YOUR ASSIGNMENT: Scan the entries below. Return every line that includes "application".
BEGIN
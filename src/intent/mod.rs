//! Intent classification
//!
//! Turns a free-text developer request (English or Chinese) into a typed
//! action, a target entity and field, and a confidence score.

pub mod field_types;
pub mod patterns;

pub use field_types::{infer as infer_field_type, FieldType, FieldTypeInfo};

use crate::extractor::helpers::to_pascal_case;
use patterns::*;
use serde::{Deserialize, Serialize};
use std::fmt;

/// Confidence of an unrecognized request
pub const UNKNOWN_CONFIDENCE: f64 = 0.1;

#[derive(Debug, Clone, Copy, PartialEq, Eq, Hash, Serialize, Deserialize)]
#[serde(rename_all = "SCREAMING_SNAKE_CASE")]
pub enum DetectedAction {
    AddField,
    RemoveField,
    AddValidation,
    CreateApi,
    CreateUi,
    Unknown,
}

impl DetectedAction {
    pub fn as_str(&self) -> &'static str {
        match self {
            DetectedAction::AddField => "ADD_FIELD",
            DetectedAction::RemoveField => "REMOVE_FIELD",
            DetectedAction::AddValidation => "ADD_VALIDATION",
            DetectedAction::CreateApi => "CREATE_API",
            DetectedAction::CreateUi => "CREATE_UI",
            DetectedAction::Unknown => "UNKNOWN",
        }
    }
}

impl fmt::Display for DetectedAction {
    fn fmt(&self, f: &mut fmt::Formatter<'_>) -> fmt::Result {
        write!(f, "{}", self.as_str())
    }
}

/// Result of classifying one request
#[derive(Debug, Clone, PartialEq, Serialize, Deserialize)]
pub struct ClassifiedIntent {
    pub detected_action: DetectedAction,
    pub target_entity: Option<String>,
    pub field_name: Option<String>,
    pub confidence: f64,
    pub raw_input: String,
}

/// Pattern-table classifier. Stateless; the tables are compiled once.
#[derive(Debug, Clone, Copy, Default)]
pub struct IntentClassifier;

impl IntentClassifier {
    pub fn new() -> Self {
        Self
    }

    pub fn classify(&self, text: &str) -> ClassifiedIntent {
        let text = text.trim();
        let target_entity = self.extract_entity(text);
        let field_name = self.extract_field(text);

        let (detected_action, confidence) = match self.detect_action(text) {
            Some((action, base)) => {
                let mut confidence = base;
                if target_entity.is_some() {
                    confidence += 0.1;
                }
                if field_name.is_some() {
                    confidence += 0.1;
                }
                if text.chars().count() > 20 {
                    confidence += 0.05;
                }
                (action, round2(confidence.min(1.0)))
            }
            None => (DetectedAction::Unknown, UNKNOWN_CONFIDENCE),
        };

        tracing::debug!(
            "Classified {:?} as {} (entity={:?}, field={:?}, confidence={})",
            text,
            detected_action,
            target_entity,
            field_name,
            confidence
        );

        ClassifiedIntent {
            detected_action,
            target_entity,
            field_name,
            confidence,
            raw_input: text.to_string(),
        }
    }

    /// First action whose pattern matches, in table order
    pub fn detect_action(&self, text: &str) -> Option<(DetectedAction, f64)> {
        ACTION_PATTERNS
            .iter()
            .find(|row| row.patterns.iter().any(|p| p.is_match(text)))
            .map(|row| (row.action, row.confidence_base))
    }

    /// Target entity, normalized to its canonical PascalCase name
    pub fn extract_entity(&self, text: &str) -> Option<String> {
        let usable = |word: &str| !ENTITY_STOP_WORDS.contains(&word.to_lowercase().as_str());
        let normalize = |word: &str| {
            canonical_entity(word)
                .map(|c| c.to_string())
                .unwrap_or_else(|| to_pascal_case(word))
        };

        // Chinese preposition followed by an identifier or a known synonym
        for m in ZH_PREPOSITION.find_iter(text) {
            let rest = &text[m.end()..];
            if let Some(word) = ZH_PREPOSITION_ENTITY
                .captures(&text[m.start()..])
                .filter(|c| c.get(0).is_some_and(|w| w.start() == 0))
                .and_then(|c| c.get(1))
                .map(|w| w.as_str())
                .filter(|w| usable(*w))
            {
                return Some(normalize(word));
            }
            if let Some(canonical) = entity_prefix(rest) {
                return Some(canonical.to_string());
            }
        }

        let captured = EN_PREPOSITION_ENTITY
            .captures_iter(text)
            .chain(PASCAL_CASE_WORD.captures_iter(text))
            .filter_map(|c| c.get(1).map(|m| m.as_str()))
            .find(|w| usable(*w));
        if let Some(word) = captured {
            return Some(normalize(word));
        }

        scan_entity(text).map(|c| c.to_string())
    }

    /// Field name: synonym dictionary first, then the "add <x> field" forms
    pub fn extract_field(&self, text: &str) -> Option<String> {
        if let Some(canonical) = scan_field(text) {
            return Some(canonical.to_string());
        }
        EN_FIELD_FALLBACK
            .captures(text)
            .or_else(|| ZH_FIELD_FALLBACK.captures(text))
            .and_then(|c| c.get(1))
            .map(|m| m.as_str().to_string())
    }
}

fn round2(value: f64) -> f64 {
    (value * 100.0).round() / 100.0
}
END
BEGIN
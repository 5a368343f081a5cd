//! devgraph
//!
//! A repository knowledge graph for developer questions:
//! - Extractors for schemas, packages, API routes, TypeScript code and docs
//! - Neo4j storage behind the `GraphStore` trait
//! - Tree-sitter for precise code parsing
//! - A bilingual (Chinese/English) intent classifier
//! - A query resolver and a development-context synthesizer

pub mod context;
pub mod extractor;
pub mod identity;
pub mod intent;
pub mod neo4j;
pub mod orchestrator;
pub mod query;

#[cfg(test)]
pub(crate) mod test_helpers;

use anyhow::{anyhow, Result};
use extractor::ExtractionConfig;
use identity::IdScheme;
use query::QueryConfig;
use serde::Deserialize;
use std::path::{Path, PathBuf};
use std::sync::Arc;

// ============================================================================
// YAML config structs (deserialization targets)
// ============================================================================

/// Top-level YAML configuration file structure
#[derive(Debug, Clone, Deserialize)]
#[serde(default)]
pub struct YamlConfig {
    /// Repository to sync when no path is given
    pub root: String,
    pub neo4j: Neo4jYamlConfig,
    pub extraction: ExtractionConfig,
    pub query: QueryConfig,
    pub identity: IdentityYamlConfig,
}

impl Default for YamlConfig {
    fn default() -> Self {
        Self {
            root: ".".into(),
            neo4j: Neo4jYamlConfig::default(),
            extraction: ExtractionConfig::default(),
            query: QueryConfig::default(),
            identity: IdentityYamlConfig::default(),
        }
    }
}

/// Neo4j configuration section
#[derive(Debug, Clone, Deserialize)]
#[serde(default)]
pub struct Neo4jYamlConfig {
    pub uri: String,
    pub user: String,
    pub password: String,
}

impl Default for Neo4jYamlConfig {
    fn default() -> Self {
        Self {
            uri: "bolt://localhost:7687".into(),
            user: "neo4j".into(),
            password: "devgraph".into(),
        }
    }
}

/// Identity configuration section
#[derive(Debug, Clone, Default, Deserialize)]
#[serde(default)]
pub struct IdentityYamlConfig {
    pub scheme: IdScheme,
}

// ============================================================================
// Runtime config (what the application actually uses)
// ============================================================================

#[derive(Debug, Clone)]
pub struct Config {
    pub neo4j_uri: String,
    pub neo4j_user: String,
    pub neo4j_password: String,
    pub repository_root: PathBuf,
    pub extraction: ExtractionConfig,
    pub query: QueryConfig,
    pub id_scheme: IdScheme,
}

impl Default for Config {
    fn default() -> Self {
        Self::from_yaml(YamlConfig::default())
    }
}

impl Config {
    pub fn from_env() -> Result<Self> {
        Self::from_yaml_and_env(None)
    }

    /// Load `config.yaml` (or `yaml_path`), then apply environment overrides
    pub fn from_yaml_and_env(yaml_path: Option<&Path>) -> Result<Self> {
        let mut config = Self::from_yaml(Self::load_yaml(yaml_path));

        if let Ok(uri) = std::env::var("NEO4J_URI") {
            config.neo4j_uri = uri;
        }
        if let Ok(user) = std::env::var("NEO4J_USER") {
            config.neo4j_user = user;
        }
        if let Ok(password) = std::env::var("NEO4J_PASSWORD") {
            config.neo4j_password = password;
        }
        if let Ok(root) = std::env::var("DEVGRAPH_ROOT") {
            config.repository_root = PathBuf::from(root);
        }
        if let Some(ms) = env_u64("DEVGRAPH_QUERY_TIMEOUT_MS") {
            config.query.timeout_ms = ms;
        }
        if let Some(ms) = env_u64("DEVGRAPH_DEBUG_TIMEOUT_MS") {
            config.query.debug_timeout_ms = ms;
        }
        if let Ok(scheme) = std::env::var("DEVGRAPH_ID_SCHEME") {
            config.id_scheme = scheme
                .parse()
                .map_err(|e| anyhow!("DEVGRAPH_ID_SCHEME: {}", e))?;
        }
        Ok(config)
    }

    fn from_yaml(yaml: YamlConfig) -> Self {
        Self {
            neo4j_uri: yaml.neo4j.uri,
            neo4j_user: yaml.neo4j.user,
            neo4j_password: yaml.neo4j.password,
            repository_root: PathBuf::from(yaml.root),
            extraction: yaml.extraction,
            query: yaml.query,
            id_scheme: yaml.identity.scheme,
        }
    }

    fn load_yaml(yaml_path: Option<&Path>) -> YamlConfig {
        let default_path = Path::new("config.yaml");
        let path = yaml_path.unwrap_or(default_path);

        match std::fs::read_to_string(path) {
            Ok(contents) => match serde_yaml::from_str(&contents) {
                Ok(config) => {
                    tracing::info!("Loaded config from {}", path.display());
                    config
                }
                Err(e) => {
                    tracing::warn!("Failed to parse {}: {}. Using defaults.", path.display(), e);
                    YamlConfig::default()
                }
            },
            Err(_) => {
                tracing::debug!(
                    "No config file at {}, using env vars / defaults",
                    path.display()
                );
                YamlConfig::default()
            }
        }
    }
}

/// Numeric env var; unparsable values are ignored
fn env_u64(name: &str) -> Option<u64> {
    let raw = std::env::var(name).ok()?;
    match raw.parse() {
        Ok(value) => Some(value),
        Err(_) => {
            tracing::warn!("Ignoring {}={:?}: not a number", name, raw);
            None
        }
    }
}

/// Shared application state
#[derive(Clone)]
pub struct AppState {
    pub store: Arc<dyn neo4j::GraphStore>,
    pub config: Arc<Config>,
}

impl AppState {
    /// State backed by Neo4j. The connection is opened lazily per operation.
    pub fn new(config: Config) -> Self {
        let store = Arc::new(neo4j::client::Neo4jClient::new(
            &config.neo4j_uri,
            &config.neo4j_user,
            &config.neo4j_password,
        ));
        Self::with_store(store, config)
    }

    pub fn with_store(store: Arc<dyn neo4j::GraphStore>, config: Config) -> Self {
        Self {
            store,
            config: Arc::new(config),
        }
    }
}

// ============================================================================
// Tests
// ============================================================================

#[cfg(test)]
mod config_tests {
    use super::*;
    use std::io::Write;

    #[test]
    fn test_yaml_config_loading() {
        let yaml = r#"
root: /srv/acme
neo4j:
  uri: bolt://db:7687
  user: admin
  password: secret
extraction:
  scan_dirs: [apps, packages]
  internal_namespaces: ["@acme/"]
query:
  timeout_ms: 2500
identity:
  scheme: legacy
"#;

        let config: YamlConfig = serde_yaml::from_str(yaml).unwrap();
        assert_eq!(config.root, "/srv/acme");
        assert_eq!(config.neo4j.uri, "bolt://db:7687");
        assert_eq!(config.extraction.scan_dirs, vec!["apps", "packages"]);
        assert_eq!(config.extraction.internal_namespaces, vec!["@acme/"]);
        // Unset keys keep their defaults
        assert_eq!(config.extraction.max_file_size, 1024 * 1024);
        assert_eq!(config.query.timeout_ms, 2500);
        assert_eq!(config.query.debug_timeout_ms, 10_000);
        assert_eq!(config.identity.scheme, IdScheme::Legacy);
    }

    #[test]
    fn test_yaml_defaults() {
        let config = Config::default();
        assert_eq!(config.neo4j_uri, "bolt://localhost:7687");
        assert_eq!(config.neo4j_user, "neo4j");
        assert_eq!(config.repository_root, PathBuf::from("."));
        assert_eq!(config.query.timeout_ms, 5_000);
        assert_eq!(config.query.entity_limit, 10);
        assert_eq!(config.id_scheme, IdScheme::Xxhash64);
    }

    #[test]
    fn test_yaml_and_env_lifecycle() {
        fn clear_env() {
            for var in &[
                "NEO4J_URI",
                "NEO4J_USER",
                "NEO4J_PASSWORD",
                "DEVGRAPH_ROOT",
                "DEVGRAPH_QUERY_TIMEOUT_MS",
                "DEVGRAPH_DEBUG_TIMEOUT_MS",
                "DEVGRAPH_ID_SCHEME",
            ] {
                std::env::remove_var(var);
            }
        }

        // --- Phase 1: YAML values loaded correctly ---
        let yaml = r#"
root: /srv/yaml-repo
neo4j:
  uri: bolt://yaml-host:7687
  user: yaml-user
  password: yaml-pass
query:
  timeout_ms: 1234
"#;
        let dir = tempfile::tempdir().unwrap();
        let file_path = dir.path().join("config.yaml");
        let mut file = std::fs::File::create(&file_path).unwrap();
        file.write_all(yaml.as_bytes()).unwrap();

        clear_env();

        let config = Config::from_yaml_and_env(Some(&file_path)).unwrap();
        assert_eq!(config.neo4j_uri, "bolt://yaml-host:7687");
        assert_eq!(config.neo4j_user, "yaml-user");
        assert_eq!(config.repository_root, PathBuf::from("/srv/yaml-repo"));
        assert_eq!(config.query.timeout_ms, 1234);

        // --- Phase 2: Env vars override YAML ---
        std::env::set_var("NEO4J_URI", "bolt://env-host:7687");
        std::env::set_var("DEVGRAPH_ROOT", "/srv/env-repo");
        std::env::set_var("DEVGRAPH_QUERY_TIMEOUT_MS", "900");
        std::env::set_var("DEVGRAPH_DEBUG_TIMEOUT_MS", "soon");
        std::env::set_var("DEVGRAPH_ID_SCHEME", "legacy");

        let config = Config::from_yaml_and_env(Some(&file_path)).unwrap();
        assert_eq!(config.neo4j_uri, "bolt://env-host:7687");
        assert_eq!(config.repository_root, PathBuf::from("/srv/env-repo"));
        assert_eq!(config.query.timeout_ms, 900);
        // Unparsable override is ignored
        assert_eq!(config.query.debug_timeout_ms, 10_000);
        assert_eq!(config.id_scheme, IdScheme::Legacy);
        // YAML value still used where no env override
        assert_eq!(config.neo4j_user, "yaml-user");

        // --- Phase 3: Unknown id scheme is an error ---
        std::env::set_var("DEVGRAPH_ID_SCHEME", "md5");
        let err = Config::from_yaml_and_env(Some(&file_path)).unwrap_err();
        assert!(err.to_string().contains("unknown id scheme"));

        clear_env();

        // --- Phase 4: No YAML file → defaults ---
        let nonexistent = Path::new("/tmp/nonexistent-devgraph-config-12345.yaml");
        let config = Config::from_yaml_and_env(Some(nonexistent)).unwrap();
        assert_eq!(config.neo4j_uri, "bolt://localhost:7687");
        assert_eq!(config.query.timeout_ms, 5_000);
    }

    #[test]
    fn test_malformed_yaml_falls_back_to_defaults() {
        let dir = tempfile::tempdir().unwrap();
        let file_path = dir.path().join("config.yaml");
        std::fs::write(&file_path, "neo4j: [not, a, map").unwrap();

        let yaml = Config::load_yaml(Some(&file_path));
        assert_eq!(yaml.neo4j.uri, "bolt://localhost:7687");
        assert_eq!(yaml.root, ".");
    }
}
END
BEGIN
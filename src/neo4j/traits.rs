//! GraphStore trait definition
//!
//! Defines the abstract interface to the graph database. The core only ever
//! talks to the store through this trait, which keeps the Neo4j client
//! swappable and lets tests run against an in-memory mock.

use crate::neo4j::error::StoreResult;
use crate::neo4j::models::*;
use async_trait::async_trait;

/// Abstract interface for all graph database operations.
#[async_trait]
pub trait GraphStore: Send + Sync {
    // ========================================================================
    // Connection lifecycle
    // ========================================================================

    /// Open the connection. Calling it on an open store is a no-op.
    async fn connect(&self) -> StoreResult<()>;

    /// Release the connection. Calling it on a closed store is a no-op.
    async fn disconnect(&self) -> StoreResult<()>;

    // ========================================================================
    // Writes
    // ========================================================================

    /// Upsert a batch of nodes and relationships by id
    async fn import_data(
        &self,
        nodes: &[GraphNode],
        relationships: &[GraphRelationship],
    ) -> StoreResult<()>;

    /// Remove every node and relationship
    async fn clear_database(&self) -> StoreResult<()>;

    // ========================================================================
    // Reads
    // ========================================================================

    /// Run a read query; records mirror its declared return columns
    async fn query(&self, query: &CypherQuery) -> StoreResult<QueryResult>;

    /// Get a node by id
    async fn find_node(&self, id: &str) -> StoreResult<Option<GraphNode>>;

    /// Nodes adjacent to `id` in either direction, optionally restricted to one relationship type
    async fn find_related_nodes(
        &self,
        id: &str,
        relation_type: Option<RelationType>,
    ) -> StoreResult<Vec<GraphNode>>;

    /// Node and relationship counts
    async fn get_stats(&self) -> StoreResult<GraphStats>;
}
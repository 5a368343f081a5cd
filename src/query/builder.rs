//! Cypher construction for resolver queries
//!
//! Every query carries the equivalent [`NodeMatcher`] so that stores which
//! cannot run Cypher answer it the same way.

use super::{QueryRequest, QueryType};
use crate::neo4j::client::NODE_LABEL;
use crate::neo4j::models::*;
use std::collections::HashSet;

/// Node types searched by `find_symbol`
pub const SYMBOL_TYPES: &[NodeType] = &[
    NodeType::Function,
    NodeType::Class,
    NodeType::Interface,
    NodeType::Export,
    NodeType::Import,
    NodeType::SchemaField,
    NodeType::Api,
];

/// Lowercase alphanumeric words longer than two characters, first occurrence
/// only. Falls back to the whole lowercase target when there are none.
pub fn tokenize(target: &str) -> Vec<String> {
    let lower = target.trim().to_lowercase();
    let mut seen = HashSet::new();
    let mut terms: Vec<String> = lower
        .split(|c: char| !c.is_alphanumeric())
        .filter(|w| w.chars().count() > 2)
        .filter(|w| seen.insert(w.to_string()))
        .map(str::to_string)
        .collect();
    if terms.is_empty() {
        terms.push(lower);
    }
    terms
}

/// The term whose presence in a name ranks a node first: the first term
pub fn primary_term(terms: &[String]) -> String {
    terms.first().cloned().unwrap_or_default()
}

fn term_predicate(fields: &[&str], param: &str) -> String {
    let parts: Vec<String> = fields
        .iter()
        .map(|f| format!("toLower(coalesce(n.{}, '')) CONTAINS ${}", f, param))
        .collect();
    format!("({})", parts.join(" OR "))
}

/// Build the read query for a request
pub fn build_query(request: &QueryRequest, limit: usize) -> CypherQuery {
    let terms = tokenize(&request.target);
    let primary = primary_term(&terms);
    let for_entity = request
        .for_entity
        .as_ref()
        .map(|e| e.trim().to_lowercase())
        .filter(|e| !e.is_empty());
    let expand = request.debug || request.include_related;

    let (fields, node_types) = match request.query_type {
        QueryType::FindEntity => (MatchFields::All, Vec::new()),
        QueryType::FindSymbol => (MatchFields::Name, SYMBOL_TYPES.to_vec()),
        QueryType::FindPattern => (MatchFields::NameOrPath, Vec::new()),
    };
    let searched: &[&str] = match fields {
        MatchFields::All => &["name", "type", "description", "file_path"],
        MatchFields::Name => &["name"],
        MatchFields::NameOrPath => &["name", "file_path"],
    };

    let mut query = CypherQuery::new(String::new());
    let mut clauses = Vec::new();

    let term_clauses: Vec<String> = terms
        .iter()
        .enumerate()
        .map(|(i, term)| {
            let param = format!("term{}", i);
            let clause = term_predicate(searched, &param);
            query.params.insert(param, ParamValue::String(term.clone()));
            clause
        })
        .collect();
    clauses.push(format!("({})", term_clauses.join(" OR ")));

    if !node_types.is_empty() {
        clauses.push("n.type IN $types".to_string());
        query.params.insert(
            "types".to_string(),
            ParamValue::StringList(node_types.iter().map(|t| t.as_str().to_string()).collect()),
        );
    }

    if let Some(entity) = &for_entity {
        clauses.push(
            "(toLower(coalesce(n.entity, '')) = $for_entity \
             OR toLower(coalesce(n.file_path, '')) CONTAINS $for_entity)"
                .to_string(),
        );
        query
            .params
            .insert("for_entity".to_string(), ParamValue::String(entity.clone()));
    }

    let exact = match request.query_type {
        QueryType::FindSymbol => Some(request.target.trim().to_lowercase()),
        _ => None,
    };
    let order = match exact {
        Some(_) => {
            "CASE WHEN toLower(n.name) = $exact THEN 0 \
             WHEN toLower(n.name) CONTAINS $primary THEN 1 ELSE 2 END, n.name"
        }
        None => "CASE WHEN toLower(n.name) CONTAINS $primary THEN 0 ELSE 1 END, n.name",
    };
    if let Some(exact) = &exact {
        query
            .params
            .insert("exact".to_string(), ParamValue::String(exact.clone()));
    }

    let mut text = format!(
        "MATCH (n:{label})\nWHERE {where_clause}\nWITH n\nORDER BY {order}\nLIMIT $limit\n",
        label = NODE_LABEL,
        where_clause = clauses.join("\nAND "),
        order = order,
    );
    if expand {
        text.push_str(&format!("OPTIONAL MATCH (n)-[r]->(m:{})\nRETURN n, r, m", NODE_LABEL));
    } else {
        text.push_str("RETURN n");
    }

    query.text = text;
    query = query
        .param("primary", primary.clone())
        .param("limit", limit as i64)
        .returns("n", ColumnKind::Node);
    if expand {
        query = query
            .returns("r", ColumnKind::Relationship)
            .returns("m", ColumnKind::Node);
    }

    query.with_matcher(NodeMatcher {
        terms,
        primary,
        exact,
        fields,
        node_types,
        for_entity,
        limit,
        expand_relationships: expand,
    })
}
END
EXERCISE ANSWER:
// Runtime config (what the application actually uses)
/// Shared application state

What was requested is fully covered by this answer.